Nitrox Diving Safety



"No matter where on earth you live, most of the oxygen in the atmosphere is generated by the sea." — Sylvia Earle


French

Safe divers don’t take chances with their tanks. Clear labeling and careful
verification combined with thorough planning of your maximum operating depth
are necessary to avoid complications while diving on nitrox.
physiologist Paul Bert first proposed diving with a mixture of air and additional oxygen in the late 19th century. The first dives with oxygen-enriched air were made using early closed-circuit rebreathers, and in 1978 the National Oceanic and Atmospheric Administration (NOAA) adopted enriched-air nitrox — a combination of oxygen and nitrogen — for scientific diving. When enriched-air nitrox first became available for recreational divers in the mid-1980s, many people were concerned that the risks of suffering an oxygen-toxicity seizure were too great for the entire recreational diving community to safely manage. These seizures occur when a diver exceeds the maximum recommended depth for the gas being inhaled and the partial pressure of oxygen becomes too high to breathe safely. Ten years later, some of the world's largest training agencies launched nitrox diver training courses. By 2000, when DAN® hosted a nitrox diving workshop, diving with nitrox was mainstream and here to stay.

Last year DAN researchers analyzed nearly 400 U.S. recreational diving fatalities over a 10-year period to examine the occurrence of oxygen-toxicity seizures. Were those fears some people expressed in the early days justified? The final data set studied included 344 air divers (86 percent) and 55 nitrox divers (14 percent), ages 14 to 78. The average oxygen content in the nitrox was 31 percent.

The researchers found that the nitrox divers were more commonly diving in equipment they personally owned and that the depth of the fatal dives was significantly deeper for the nitrox divers than for the air divers. This finding seemed counterintuitive at first, since the safe maximum operating depth of nitrox is shallower than that of air, but when you factor in the cost of a nitrox fill (which is typically more expensive than air), it makes sense that divers going to shallow depths with longer no-decompression limits would be less likely to pay extra for nitrox.




Only one out of the 55 nitrox fatalities was considered likely due to oxygen-toxicity seizures. An experienced technical diver had filled a set of double cylinders with enriched-air nitrox containing 32 percent oxygen (EAN32) for a dive that was later canceled. Some weeks later he used the filled cylinders for a technical dive to a depth of around 160 feet, which is deeper than the maximum operating depth for EAN32. While breathing the nitrox, the diver descended to 160 feet, slowly ascended to 130 feet and then suffered a seizure and sank back down to 160 feet, according to his dive computer's recorded profile. The diver owned multiple tanks, and he may have simply forgotten those particular tanks contained nitrox. This rare case is a reminder to analyze and correctly mark tanks containing nitrox, as divers are taught to do during nitrox courses.

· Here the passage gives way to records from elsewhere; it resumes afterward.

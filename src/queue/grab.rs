//! Turning an aggregator article into concrete downloads.
//!
//! The article's download groups are packed into link paths; paths are
//! tested in order, purifying each group's links until one works. Broken
//! links get blocklisted along the way; a path only counts when at least
//! one of its groups produced a working download.

use std::sync::Arc;

use tracing::{debug, instrument, warn};

use super::error::QueueError;
use crate::aggregator::{AggregatorError, DownloadGroup, PageFailure, create_link_paths};
use crate::blocklist::{BlocklistReason, NewBlocklistEntry};
use crate::context::Services;
use crate::download::{
    DirectDownload, Download, DownloadError, DownloadKind, DownloadMeta, ExternalClientKind,
    ExternalDownload, FetchSpec, MegaDownload,
};
use crate::credentials::CredentialSource;
use crate::fingerprint::NumberSpan;
use crate::library::{LibraryError, VolumeData};
use crate::naming::generate_issue_name;
use crate::resolver::{ResolvedLink, pixeldrain_key_usable, resolve};
use crate::settings::Settings;
use crate::source::DownloadSource;

/// Creates the downloads for an article, for a volume (and optionally one
/// issue).
///
/// # Errors
///
/// Returns [`QueueError::Aggregator`] with the page-failure reason when the
/// article yields nothing: `NoMatches` when no group fits the volume,
/// `LimitReached` when only transfer quotas stood in the way, and
/// `NoWorkingLinks` otherwise.
#[instrument(skip(services), fields(link = %web_link))]
pub async fn downloads_from_article(
    services: &Services,
    web_link: &str,
    volume_id: i64,
    issue_id: Option<i64>,
    force_match: bool,
) -> Result<Vec<Arc<dyn Download>>, QueueError> {
    let settings = services.settings.get();
    let torrent_available = services
        .external_clients
        .any_of_kind(ExternalClientKind::Torrent)
        .await?;
    let usenet_available = services
        .external_clients
        .any_of_kind(ExternalClientKind::Usenet)
        .await?;

    let page = services
        .aggregator
        .fetch_article(
            web_link,
            &settings,
            &services.blocklist,
            torrent_available,
            usenet_available,
        )
        .await?;

    let volume = services.volumes.get_data(volume_id).await?;
    let issues = services.volumes.get_issues(volume_id).await?;
    let last_issue_date = services.volumes.get_last_issue_date(volume_id).await?;

    let link_paths = create_link_paths(
        page.groups,
        &volume,
        last_issue_date.as_deref(),
        &issues,
        force_match,
    );
    if link_paths.is_empty() {
        return Err(QueueError::Aggregator(AggregatorError::Page {
            reason: PageFailure::NoMatches,
        }));
    }

    let mut limit_reached = false;
    for path in link_paths {
        let mut downloads: Vec<Arc<dyn Download>> = Vec::new();
        for group in &path {
            let outcome = purify_group(
                services,
                &settings,
                &volume,
                group,
                web_link,
                page.title.as_deref(),
                issue_id,
                force_match,
            )
            .await?;
            limit_reached |= outcome.limit_reached;
            if let Some(download) = outcome.download {
                downloads.push(download);
            }
        }
        if !downloads.is_empty() {
            return Ok(downloads);
        }
    }

    Err(QueueError::Aggregator(AggregatorError::Page {
        reason: if limit_reached {
            PageFailure::LimitReached
        } else {
            PageFailure::NoWorkingLinks
        },
    }))
}

struct GroupOutcome {
    download: Option<Arc<dyn Download>>,
    limit_reached: bool,
}

/// Tries a group's links in preference order until one produces a working
/// download.
#[allow(clippy::too_many_arguments)]
async fn purify_group(
    services: &Services,
    settings: &Settings,
    volume: &VolumeData,
    group: &DownloadGroup,
    web_link: &str,
    web_title: Option<&str>,
    issue_id: Option<i64>,
    force_match: bool,
) -> Result<GroupOutcome, QueueError> {
    let covered = group.fingerprint.issue_number;

    // Resolve the issue the group covers; a group naming issues the volume
    // doesn't have is not usable (unless forced).
    let download_issue_id = match (issue_id, covered) {
        (Some(id), _) => Some(id),
        (None, Some(NumberSpan::Single(number))) => {
            match services.volumes.issue_by_calc_number(volume.id, number).await {
                Ok(issue) => Some(issue.id),
                Err(LibraryError::IssueNotFound(_)) if !force_match => {
                    debug!(number, "group covers an unknown issue");
                    return Ok(GroupOutcome {
                        download: None,
                        limit_reached: false,
                    });
                }
                Err(LibraryError::IssueNotFound(_)) => None,
                Err(e) => return Err(e.into()),
            }
        }
        _ => None,
    };

    let preferred_body = if settings.rename_downloaded_files && !force_match {
        let covered_issues = match covered {
            Some(span) => {
                let (start, end) = span.bounds();
                services
                    .volumes
                    .get_issues_in_range(volume.id, start, end)
                    .await?
            }
            None => Vec::new(),
        };
        Some(generate_issue_name(volume, covered, &covered_issues, settings)?)
    } else {
        None
    };

    let mut limit_reached = false;
    for (source, links) in &group.links {
        for link in links {
            match build_download(
                services,
                settings,
                volume,
                *source,
                link,
                Some(web_link),
                web_title,
                Some(&group.web_sub_title),
                download_issue_id,
                covered,
                preferred_body.clone(),
            )
            .await
            {
                Ok(download) => {
                    return Ok(GroupOutcome {
                        download: Some(download),
                        limit_reached,
                    });
                }
                Err(DownloadError::LinkBroken { reason }) => {
                    services
                        .blocklist
                        .add(
                            NewBlocklistEntry {
                                volume_id: Some(volume.id),
                                issue_id: download_issue_id,
                                web_link: Some(web_link.to_string()),
                                web_title: web_title.map(str::to_string),
                                web_sub_title: Some(group.web_sub_title.clone()),
                                download_link: Some(link.clone()),
                                source: Some(*source),
                            },
                            reason,
                        )
                        .await
                        .map_err(QueueError::Database)?;
                }
                Err(DownloadError::LimitReached { source }) => {
                    debug!(%source, "service transfer limit reached");
                    limit_reached = true;
                }
                Err(e) => {
                    warn!(link, error = %e, "link did not work");
                }
            }
        }
    }

    Ok(GroupOutcome {
        download: None,
        limit_reached,
    })
}

#[allow(clippy::too_many_arguments)]
pub(crate) async fn build_download(
    services: &Services,
    settings: &Settings,
    volume: &VolumeData,
    source: DownloadSource,
    link: &str,
    web_link: Option<&str>,
    web_title: Option<&str>,
    web_sub_title: Option<&str>,
    issue_id: Option<i64>,
    covered: Option<NumberSpan<f64>>,
    preferred_body: Option<String>,
) -> Result<Arc<dyn Download>, DownloadError> {
    let resolved = resolve(&services.http, source, link).await?;

    let meta = DownloadMeta {
        volume_id: volume.id,
        issue_id,
        covered_issues: covered,
        source,
        source_name: source.as_str().to_string(),
        web_link: web_link.map(str::to_string),
        web_title: web_title.map(str::to_string),
        web_sub_title: web_sub_title.map(str::to_string),
        download_link: link.to_string(),
        pure_link: resolved.pure_link(link).to_string(),
        filename_body: String::new(),
        title: String::new(),
        download_folder: std::path::PathBuf::from(&settings.download_folder),
    };

    match resolved {
        ResolvedLink::Stream {
            kind, mut fetch, ..
        } => {
            // Pixeldrain transfers authenticate when a usable key exists.
            if let FetchSpec::PixelDrain { api_key, .. } = &mut fetch {
                *api_key = usable_pixeldrain_key(services).await;
            }
            let download =
                DirectDownload::create(services.http.clone(), kind, fetch, meta, preferred_body)
                    .await?;
            Ok(Arc::new(download))
        }

        ResolvedLink::Mega { kind } => {
            let credentials = services
                .credentials
                .get_from_source(CredentialSource::Mega)
                .await
                .unwrap_or_default();
            let download = MegaDownload::create(
                services.http.clone(),
                kind,
                meta,
                &credentials,
                &services.mega_sessions,
                preferred_body,
            )
            .await
            .map_err(|e| match e {
                // A dead Mega node means a dead link.
                DownloadError::ClientNotWorking { .. } => {
                    DownloadError::link_broken(BlocklistReason::LinkBroken)
                }
                other => other,
            })?;
            Ok(Arc::new(download))
        }

        ResolvedLink::External { pure_link, kind } => {
            let client_kind = if kind == DownloadKind::Torrent {
                ExternalClientKind::Torrent
            } else {
                ExternalClientKind::Usenet
            };
            let client = services.external_clients.connect_for(client_kind).await?;

            let payload_name = magnet_display_name(&pure_link)
                .or_else(|| preferred_body.clone())
                .unwrap_or_else(|| "payload".to_string());
            let body = preferred_body.unwrap_or_else(|| payload_name.clone());
            let title = body.rsplit('/').next().unwrap_or(&body).to_string();

            let meta = DownloadMeta {
                pure_link,
                filename_body: body,
                title,
                ..meta
            };
            Ok(Arc::new(ExternalDownload::new(
                client,
                kind,
                meta,
                &payload_name,
            )))
        }
    }
}

/// Rebuilds a download from its persisted queue row by re-resolving the
/// original link. Used at startup.
///
/// # Errors
///
/// Returns [`QueueError::Download`] when the link no longer resolves, so
/// the caller can run the failed chain for the row.
pub(crate) async fn download_from_row(
    services: &Services,
    row: &super::item::QueueRow,
) -> Result<Arc<dyn Download>, QueueError> {
    let settings = services.settings.get();
    let source = DownloadSource::from_str_opt(&row.source_kind).ok_or_else(|| {
        QueueError::Download(DownloadError::link_broken(
            BlocklistReason::SourceNotSupported,
        ))
    })?;
    let volume = services.volumes.get_data(row.volume_id).await?;
    let covered = row.covered_issues();

    let preferred_body = if settings.rename_downloaded_files {
        let covered_issues = match covered {
            Some(span) => {
                let (start, end) = span.bounds();
                services
                    .volumes
                    .get_issues_in_range(volume.id, start, end)
                    .await?
            }
            None => Vec::new(),
        };
        Some(generate_issue_name(&volume, covered, &covered_issues, &settings)?)
    } else {
        None
    };

    let download = build_download(
        services,
        &settings,
        &volume,
        source,
        &row.download_link,
        row.web_link.as_deref(),
        row.web_title.as_deref(),
        row.web_sub_title.as_deref(),
        row.issue_id,
        covered,
        preferred_body,
    )
    .await?;
    Ok(download)
}

/// The first configured Pixeldrain key that authenticates.
async fn usable_pixeldrain_key(services: &Services) -> Option<String> {
    let credentials = services
        .credentials
        .get_from_source(CredentialSource::PixelDrain)
        .await
        .ok()?;
    for credential in credentials {
        let Some(key) = credential.api_key else {
            continue;
        };
        if pixeldrain_key_usable(&services.http, &key)
            .await
            .unwrap_or(false)
        {
            return Some(key);
        }
    }
    None
}

/// The display name (`dn`) of a magnet link.
fn magnet_display_name(link: &str) -> Option<String> {
    let dn = link.split("dn=").nth(1)?.split('&').next()?;
    let dn_spaced = dn.replace('+', " ");
    let decoded = urlencoding::decode(&dn_spaced).ok()?;
    Some(decoded.into_owned())
}

#[cfg(test)]
#[allow(clippy::unwrap_used)]
mod tests {
    use super::*;

    #[test]
    fn test_magnet_display_name() {
        assert_eq!(
            magnet_display_name("magnet:?xt=urn:btih:x&dn=My+Comic%21&tr=u"),
            Some("My Comic!".to_string())
        );
        assert_eq!(magnet_display_name("magnet:?xt=urn:btih:x"), None);
    }
}
//! Process-scoped services, created once at startup and passed explicitly.

use std::sync::Arc;

use crate::aggregator::{AggregatorClient, ChallengeSolver};
use crate::blocklist::Blocklist;
use crate::credentials::Credentials;
use crate::db::Database;
use crate::download::{ExternalClients, MegaSessionCache};
use crate::events::EventBus;
use crate::library::{FilesStore, RootFolders, VolumeStore};
use crate::settings::SettingsService;

/// Everything long-lived the pipeline needs: stores, clients and caches.
/// Cloning is cheap; the fields share their underlying state.
#[derive(Debug, Clone)]
pub struct Services {
    pub db: Database,
    pub http: reqwest::Client,
    pub settings: SettingsService,
    pub volumes: VolumeStore,
    pub files: FilesStore,
    pub root_folders: RootFolders,
    pub blocklist: Blocklist,
    pub credentials: Credentials,
    pub external_clients: ExternalClients,
    pub aggregator: AggregatorClient,
    pub solver: Arc<ChallengeSolver>,
    pub events: EventBus,
    pub mega_sessions: Arc<MegaSessionCache>,
}

impl Services {
    /// Wires up all services over one database and settings document.
    #[must_use]
    pub fn new(db: Database, settings: SettingsService) -> Self {
        let http = reqwest::Client::new();
        let solver = Arc::new(ChallengeSolver::new());
        let aggregator = AggregatorClient::new(
            http.clone(),
            settings.get().aggregator_base_url,
            solver.clone(),
        );

        Self {
            volumes: VolumeStore::new(db.clone()),
            files: FilesStore::new(db.clone()),
            root_folders: RootFolders::new(db.clone()),
            blocklist: Blocklist::new(db.clone()),
            credentials: Credentials::new(db.clone()),
            external_clients: ExternalClients::new(db.clone()),
            aggregator,
            solver,
            events: EventBus::new(),
            mega_sessions: Arc::new(MegaSessionCache::new()),
            http,
            settings,
            db,
        }
    }
}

In the past 25 years nitrox has gone from being warily regarded to being the gas of choice in many dive operations. It would have been difficult to imagine 30 years ago that today liveaboard dive boats would be organizing thousands of dives on nitrox. We estimate U.S. divers make millions of dives each year while breathing nitrox. While oxygen toxicity may have caused more fatalities than DAN is aware of, research shows that the fears expressed when nitrox was first used in recreational diving have not been realized. There can be little doubt this is due to the entire diving community working together: the gas blenders getting the mix right, instructors teaching how to safely dive with nitrox, and divers knowing to analyze their gas when they collect it from the shop and planning their maximum operating depth accordingly.

Note: The full paper reporting this study appeared in the March 2017 issue of the medical journal Brain Injury and was described at the 2017 annual scientific meeting of the Undersea and Hyperbaric Medical Society as one of six highlight papers of the year. DAN congratulates the nitrox diving community for maintaining safe nitrox diving practices. We urge everyone to remain vigilant: Always analyze the oxygen content, and clearly mark it and the maximum operating depth on the tank.

Reference: Buzzacott P, Denoble PJ. Possible central nervous system oxygen toxicity seizures among US recreational air or enriched air nitrox open- circuit diving fatalities 2004-2013. Brain Injury 2017; 31(3):366-369.